Di dunia tingkat tinggi, tidak peduli apakah mereka alien atau manusia, mereka semua memandang ke langit dengan ngeri, tidak tahu apa yang terjadi.
Kemudian, Zhou Tiansheng, Austin dan sekelompok pembangkit tenaga tingkat dewa dari semua ras muncul di [Domain Dewa], melihat celah di langit dengan mata serius.
Juga muncul di [Domain Dewa], ada Chu Kuangren.
Dia melihat retakan di langit yang perlahan sembuh, dengan sedikit keraguan di matanya, "Pedang ini terlihat familier, bukan?"
Segera setelah itu, dia memikirkan sesuatu lagi, "Anak itu tidak berhasil, kan?
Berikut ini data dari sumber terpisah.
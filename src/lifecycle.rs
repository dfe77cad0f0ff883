use tokio::task::JoinHandle;
use tokio_util::sync::CancellationToken;

use crate::messaging::Dispatcher;

// ============================================================================
// Consumer Lifecycle
// ============================================================================
//
// Owns the background consumer: the cancellation token and the join handle
// live here, not in process-wide globals. The dispatcher runs on its own
// tokio task so broker I/O never sits on a request-serving path.
//
// ============================================================================

pub struct ConsumerHandle {
    shutdown: CancellationToken,
    worker: JoinHandle<()>,
}

impl ConsumerHandle {
    /// Spawn the dispatcher's consume loop on a background task.
    pub fn start(dispatcher: Dispatcher) -> Self {
        let shutdown = CancellationToken::new();
        let token = shutdown.clone();

        let worker = tokio::spawn(async move {
            dispatcher.run(token).await;
        });

        tracing::info!("stock consumer worker started");
        Self { shutdown, worker }
    }

    /// Signal the consume loop to stop and wait for the worker to exit.
    /// Returns only after the task has fully finished; the dispatcher closes
    /// its broker connection on the way out, unblocking any pending receive.
    pub async fn shutdown(self) {
        tracing::info!("stopping stock consumer worker");
        self.shutdown.cancel();

        if let Err(error) = self.worker.await {
            tracing::error!(error = %error, "consumer worker terminated abnormally");
        } else {
            tracing::info!("stock consumer worker exited cleanly");
        }
    }
}

#[cfg(test)]
mod tests {
    use super::*;
    use crate::messaging::ConnectionManager;
    use crate::metrics::Metrics;
    use crate::stock::testing::MemoryStockStore;
    use crate::stock::StockMutator;
    use std::sync::Arc;
    use std::time::Duration;

    fn unreachable_broker_dispatcher() -> Dispatcher {
        // Port 1 refuses immediately, so the worker sits in the connect-retry
        // loop until cancelled.
        Dispatcher::new(
            ConnectionManager::new("amqp://127.0.0.1:1/%2f"),
            "product_queue",
            "product_queue.dlq",
            StockMutator::new(Arc::new(MemoryStockStore::new())),
            Arc::new(Metrics::new().unwrap()),
        )
    }

    #[tokio::test]
    async fn shutdown_joins_the_worker() {
        let handle = ConsumerHandle::start(unreachable_broker_dispatcher());

        // Give the worker a moment to enter its loop, then stop it.
        tokio::time::sleep(Duration::from_millis(50)).await;

        tokio::time::timeout(Duration::from_secs(5), handle.shutdown())
            .await
            .expect("shutdown must return once the worker has exited");
    }

    #[tokio::test]
    async fn shutdown_before_first_connect_still_returns() {
        let handle = ConsumerHandle::start(unreachable_broker_dispatcher());

        tokio::time::timeout(Duration::from_secs(5), handle.shutdown())
            .await
            .expect("shutdown must not hang on a never-connected worker");
    }
}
Dia sepertinya pergi ke aula transfer pekerjaan di Kota Wushuang. Aku harus pergi dan melihatnya."
__ADS_1
Mengatakan itu, Chu Kuangren buru-buru terbang menuju Kota Wushuang.
Pada saat ini, Lin Feng yang asli menatap pohon keterampilan yang telah berubah menjadi dua bagian, dan membeku di tempatnya.